#### Saved data entries
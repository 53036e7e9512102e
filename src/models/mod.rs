//! Data models for Bookshelf

pub mod book;
pub mod review;
pub mod user;

// Re-export commonly used types
pub use book::{Book, CatalogBook, LibraryBook, LibraryBuckets, LibraryView, ReadingStatus};
pub use review::{Review, ReviewView};
pub use user::User;
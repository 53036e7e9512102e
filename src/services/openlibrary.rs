//! OpenLibrary catalog client
//!
//! Resolves a book title (and optional author) to normalized
//! (title, author, isbn) records via the OpenLibrary search API.

use serde::Deserialize;
use std::time::Duration;

use crate::{
    config::CatalogConfig,
    error::{AppError, AppResult},
    models::book::CatalogBook,
};

/// Fields requested from the search API; everything else is dead weight.
const SEARCH_FIELDS: &str = "title,author_name,isbn";

#[derive(Clone)]
pub struct OpenLibraryClient {
    http: reqwest::Client,
    config: CatalogConfig,
}

/// Raw search response from OpenLibrary
#[derive(Debug, Deserialize)]
struct SearchResponse {
    #[serde(default)]
    docs: Vec<SearchDoc>,
}

/// One document as OpenLibrary returns it. Author and ISBN come back as
/// arrays and may be absent entirely.
#[derive(Debug, Deserialize)]
struct SearchDoc {
    #[serde(default)]
    title: Option<String>,
    #[serde(default)]
    author_name: Vec<String>,
    #[serde(default)]
    isbn: Vec<String>,
}

impl From<SearchDoc> for CatalogBook {
    fn from(doc: SearchDoc) -> Self {
        CatalogBook {
            title: doc.title.unwrap_or_else(|| "Unknown".to_string()),
            author: doc
                .author_name
                .into_iter()
                .next()
                .unwrap_or_else(|| "Unknown".to_string()),
            isbn: doc.isbn.into_iter().next(),
        }
    }
}

impl OpenLibraryClient {
    pub fn new(config: CatalogConfig) -> AppResult<Self> {
        let http = reqwest::Client::builder()
            .user_agent(config.user_agent.clone())
            .timeout(Duration::from_secs(config.timeout_seconds))
            .build()
            .map_err(|e| AppError::Internal(format!("Failed to build HTTP client: {}", e)))?;

        Ok(Self { http, config })
    }

    /// Search OpenLibrary by title, optionally narrowed by author.
    /// Returns up to `search_limit` normalized records; any network or
    /// upstream failure surfaces as an UpstreamFetch error.
    pub async fn search(&self, title: &str, author: Option<&str>) -> AppResult<Vec<CatalogBook>> {
        let url = format!("{}/search.json", self.config.base_url);

        let mut params = vec![
            ("title", title.to_string()),
            ("fields", SEARCH_FIELDS.to_string()),
            ("limit", self.config.search_limit.to_string()),
        ];
        if let Some(author) = author {
            params.push(("author", author.to_string()));
        }

        tracing::debug!("OpenLibrary search: title={:?} author={:?}", title, author);

        let response = self
            .http
            .get(&url)
            .query(&params)
            .send()
            .await
            .map_err(|e| AppError::UpstreamFetch(e.to_string()))?
            .error_for_status()
            .map_err(|e| AppError::UpstreamFetch(e.to_string()))?;

        let body: SearchResponse = response
            .json()
            .await
            .map_err(|e| AppError::UpstreamFetch(format!("Invalid response body: {}", e)))?;

        tracing::debug!("OpenLibrary returned {} docs", body.docs.len());

        Ok(body.docs.into_iter().map(CatalogBook::from).collect())
    }
}
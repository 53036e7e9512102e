//! Bookshelf - Personal Library Bookkeeping API
//!
//! A Rust REST JSON API for keeping a personal book library: accounts,
//! reading statuses, favorites, and reviews, with book metadata resolved
//! through the OpenLibrary catalog.

use std::sync::Arc;

pub mod api;
pub mod config;
pub mod error;
pub mod models;
pub mod repository;
pub mod services;

pub use config::AppConfig;
pub use error::{AppError, AppResult};

/// Application state shared across all handlers
#[derive(Clone)]
pub struct AppState {
    pub config: Arc<AppConfig>,
    pub services: Arc<services::Services>,
}
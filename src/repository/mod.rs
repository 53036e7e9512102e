//! Repository layer for database operations

pub mod books;
pub mod reviews;
pub mod users;

use sqlx::{Pool, Postgres};

/// Main repository struct holding database connection pool
#[derive(Clone)]
pub struct Repository {
    pub pool: Pool<Postgres>,
    pub users: users::UsersRepository,
    pub books: books::BooksRepository,
    pub reviews: reviews::ReviewsRepository,
}

impl Repository {
    /// Create a new repository with the given database pool
    pub fn new(pool: Pool<Postgres>) -> Self {
        Self {
            users: users::UsersRepository::new(pool.clone()),
            books: books::BooksRepository::new(pool.clone()),
            reviews: reviews::ReviewsRepository::new(pool.clone()),
            pool,
        }
    }
}
//! Reviews repository

use sqlx::{Pool, Postgres};

use crate::{
    error::{AppError, AppResult},
    models::review::{Review, ReviewView},
};

#[derive(Clone)]
pub struct ReviewsRepository {
    pool: Pool<Postgres>,
}

impl ReviewsRepository {
    pub fn new(pool: Pool<Postgres>) -> Self {
        Self { pool }
    }

    /// Check whether a user has already reviewed a book
    pub async fn exists(&self, user_id: i32, book_id: i32) -> AppResult<bool> {
        let exists: bool = sqlx::query_scalar(
            "SELECT EXISTS(SELECT 1 FROM reviews WHERE user_id = $1 AND book_id = $2)",
        )
        .bind(user_id)
        .bind(book_id)
        .fetch_one(&self.pool)
        .await?;

        Ok(exists)
    }

    /// Persist a review. The (user, book) unique constraint backstops
    /// the duplicate check done in the service.
    pub async fn create(&self, user_id: i32, book_id: i32, review: &str) -> AppResult<Review> {
        let review = sqlx::query_as::<_, Review>(
            r#"
            INSERT INTO reviews (user_id, book_id, review)
            VALUES ($1, $2, $3)
            RETURNING *
            "#,
        )
        .bind(user_id)
        .bind(book_id)
        .bind(review)
        .fetch_one(&self.pool)
        .await
        .map_err(|e| AppError::duplicate_on_unique(e, "You have already reviewed this book"))?;

        Ok(review)
    }

    /// All reviews by a user, joined with book title and author
    pub async fn get_for_user(&self, user_id: i32) -> AppResult<Vec<ReviewView>> {
        let reviews = sqlx::query_as::<_, ReviewView>(
            r#"
            SELECT r.id, r.book_id, b.title, b.author, r.review
            FROM reviews r
            JOIN books b ON b.id = r.book_id
            WHERE r.user_id = $1
            ORDER BY r.id
            "#,
        )
        .bind(user_id)
        .fetch_all(&self.pool)
        .await?;

        Ok(reviews)
    }

    /// Delete a user's review of a book. Returns false when no review existed.
    pub async fn delete(&self, user_id: i32, book_id: i32) -> AppResult<bool> {
        let result = sqlx::query("DELETE FROM reviews WHERE user_id = $1 AND book_id = $2")
            .bind(user_id)
            .bind(book_id)
            .execute(&self.pool)
            .await?;

        Ok(result.rows_affected() > 0)
    }
}
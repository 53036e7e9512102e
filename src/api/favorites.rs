//! Favorites endpoint

use axum::{extract::State, Json};
use serde::{Deserialize, Serialize};
use utoipa::ToSchema;

use crate::{error::AppResult, models::book::LibraryBook};

use super::require_field;

#[derive(Deserialize, ToSchema)]
pub struct AddFavoriteRequest {
    pub username: Option<String>,
    pub book_id: Option<i32>,
}

#[derive(Serialize, ToSchema)]
pub struct AddFavoriteResponse {
    pub message: String,
    pub book: LibraryBook,
}

/// Mark a library book as favorite, forcing its status to "Read"
#[utoipa::path(
    post,
    path = "/api/add-book-favorite-books",
    tag = "favorites",
    request_body = AddFavoriteRequest,
    responses(
        (status = 200, description = "Book added to favorites", body = AddFavoriteResponse),
        (status = 400, description = "Missing field or already favorited"),
        (status = 404, description = "User or book not found")
    )
)]
pub async fn add_favorite(
    State(state): State<crate::AppState>,
    Json(request): Json<AddFavoriteRequest>,
) -> AppResult<Json<AddFavoriteResponse>> {
    let username = require_field(&request.username, "username")?;
    let book_id = request.book_id.ok_or_else(|| {
        crate::error::AppError::MissingField("Please provide a book ID".to_string())
    })?;

    let (message, book) = state
        .services
        .library
        .add_favorite(username, book_id)
        .await?;

    Ok(Json(AddFavoriteResponse { message, book }))
}
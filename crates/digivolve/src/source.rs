use std::fs::File;
use std::io::Read;
use std::path::Path;

use crate::types::{Entity, Stage};

const NAME_COLUMNS: [&str; 2] = ["name", "name_en"];
const STAGE_COLUMN: &str = "stage";

#[derive(Debug, thiserror::Error)]
pub enum LoadError {
    #[error("Failed to open {path}: {source}")]
    Io {
        path: String,
        #[source]
        source: std::io::Error,
    },
    #[error("Malformed input: {0}")]
    Csv(#[from] csv::Error),
    #[error("Missing required column: {0}")]
    MissingColumn(String),
}

/// Loads entities from a CSV file, keeping file order.
pub fn load_entities(path: impl AsRef<Path>) -> Result<Vec<Entity>, LoadError> {
    let path = path.as_ref();
    let file = File::open(path).map_err(|source| LoadError::Io {
        path: path.display().to_string(),
        source,
    })?;
    log::debug!("Loading entities from {}", path.display());
    read_entities(file)
}

pub fn read_entities<R: Read>(reader: R) -> Result<Vec<Entity>, LoadError> {
    let mut reader = csv::ReaderBuilder::new().trim(csv::Trim::All).from_reader(reader);

    let headers = reader.headers()?.clone();
    let name_idx = NAME_COLUMNS
        .iter()
        .find_map(|col| headers.iter().position(|h| h == *col))
        .ok_or_else(|| LoadError::MissingColumn(NAME_COLUMNS.join(" or ")))?;
    let stage_idx = headers.iter().position(|h| h == STAGE_COLUMN);

    let mut entities = Vec::new();
    for (line, record) in reader.records().enumerate() {
        let record = record?;
        let name = record.get(name_idx).unwrap_or_default();
        if name.is_empty() {
            log::warn!("Skipping row {} with an empty name", line + 2);
            continue;
        }
        let stage = stage_idx
            .and_then(|idx| record.get(idx))
            .and_then(Stage::parse);
        entities.push(Entity::new(name, stage));
    }

    Ok(entities)
}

#### EXERCISE GOAL
For the entries shown above, give the number of lines that include the word "impl", without any other text.

#### REPLY TO THE EXERCISE
5